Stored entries
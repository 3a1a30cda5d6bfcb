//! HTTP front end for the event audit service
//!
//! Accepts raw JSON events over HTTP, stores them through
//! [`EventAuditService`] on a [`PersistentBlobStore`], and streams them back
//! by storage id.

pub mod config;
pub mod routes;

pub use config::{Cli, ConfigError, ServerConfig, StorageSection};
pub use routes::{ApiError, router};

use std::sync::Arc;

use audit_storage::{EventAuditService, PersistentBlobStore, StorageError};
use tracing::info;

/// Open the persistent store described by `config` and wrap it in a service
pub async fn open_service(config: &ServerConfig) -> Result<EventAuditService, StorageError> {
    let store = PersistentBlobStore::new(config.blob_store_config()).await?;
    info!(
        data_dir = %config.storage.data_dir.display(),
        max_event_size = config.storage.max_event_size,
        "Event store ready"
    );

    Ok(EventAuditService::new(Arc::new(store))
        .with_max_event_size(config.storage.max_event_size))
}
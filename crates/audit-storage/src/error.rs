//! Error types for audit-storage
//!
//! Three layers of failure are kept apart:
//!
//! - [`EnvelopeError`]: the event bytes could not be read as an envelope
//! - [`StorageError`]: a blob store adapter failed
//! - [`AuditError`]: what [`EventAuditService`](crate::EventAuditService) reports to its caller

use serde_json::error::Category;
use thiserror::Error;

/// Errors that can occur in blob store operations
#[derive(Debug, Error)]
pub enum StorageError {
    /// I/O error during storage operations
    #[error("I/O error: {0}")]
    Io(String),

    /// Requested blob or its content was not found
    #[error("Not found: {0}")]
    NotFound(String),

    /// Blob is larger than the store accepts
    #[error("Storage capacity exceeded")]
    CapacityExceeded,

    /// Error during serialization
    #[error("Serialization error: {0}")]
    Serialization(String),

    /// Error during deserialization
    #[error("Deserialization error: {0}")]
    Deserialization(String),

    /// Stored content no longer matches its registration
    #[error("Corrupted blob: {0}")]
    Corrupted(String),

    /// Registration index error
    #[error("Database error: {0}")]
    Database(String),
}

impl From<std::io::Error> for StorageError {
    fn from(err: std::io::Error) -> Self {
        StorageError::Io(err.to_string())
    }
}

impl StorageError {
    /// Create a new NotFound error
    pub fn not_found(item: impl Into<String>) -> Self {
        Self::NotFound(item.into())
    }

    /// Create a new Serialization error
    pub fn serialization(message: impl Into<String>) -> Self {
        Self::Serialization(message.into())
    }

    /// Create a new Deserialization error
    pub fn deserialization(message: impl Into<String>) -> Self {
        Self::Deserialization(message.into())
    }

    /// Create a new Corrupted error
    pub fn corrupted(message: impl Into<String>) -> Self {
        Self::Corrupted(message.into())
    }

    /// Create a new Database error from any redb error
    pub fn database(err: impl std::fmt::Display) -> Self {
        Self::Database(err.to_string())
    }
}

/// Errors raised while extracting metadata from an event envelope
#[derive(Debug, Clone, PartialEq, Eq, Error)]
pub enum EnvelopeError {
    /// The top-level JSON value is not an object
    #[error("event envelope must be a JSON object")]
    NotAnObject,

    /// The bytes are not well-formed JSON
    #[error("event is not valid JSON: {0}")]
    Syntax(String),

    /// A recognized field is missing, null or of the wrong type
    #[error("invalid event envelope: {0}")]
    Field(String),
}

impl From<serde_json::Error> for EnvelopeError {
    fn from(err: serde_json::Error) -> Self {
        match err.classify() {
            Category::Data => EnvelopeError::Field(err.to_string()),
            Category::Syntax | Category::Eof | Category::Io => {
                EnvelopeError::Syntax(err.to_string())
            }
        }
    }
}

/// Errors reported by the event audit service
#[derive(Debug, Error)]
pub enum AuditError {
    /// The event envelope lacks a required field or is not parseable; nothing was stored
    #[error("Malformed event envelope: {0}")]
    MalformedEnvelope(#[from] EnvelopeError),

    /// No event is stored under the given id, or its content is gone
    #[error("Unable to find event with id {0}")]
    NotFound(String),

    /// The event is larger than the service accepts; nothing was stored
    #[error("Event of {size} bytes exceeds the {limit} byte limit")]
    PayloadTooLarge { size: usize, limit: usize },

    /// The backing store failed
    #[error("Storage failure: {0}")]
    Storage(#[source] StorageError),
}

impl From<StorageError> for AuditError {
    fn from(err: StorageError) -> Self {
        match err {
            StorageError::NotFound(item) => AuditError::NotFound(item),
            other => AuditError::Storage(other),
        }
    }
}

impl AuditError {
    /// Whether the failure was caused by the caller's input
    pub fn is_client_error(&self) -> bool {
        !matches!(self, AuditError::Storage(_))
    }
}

# Description of the task
Transcribe only the lines from the beginning of the entries to the line with "store adapter failed", inclusive, exactly as written.

# Response below
repository 3a1a30cda5d6bfcb
//! HTTP front end for the event audit service
//!
//! Accepts raw JSON events over HTTP, stores them through
//! [`EventAuditService`] on a [`PersistentBlobStore`], and streams them back
//! by storage id.

pub mod config;
pub mod routes;

pub use config::{Cli, ConfigError, ServerConfig, StorageSection};
pub use routes::{ApiError, router};

use std::sync::Arc;

use audit_storage::{EventAuditService, PersistentBlobStore, StorageError};
use tracing::info;

/// Open the persistent store described by `config` and wrap it in a service
pub async fn open_service(config: &ServerConfig) -> Result<EventAuditService, StorageError> {
    let store = PersistentBlobStore::new(config.blob_store_config()).await?;
    info!(
        data_dir = %config.storage.data_dir.display(),
        max_event_size = config.storage.max_event_size,
        "Event store ready"
    );

    Ok(EventAuditService::new(Arc::new(store))
        .with_max_event_size(config.storage.max_event_size))
}
filename crates/audit-storage/src/error.rs
//! Error types for audit-storage
//!
//! Three layers of failure are kept apart:
//!
//! - [`EnvelopeError`]: the event bytes could not be read as an envelope
//! - [`StorageError`]: a blob store adapter failed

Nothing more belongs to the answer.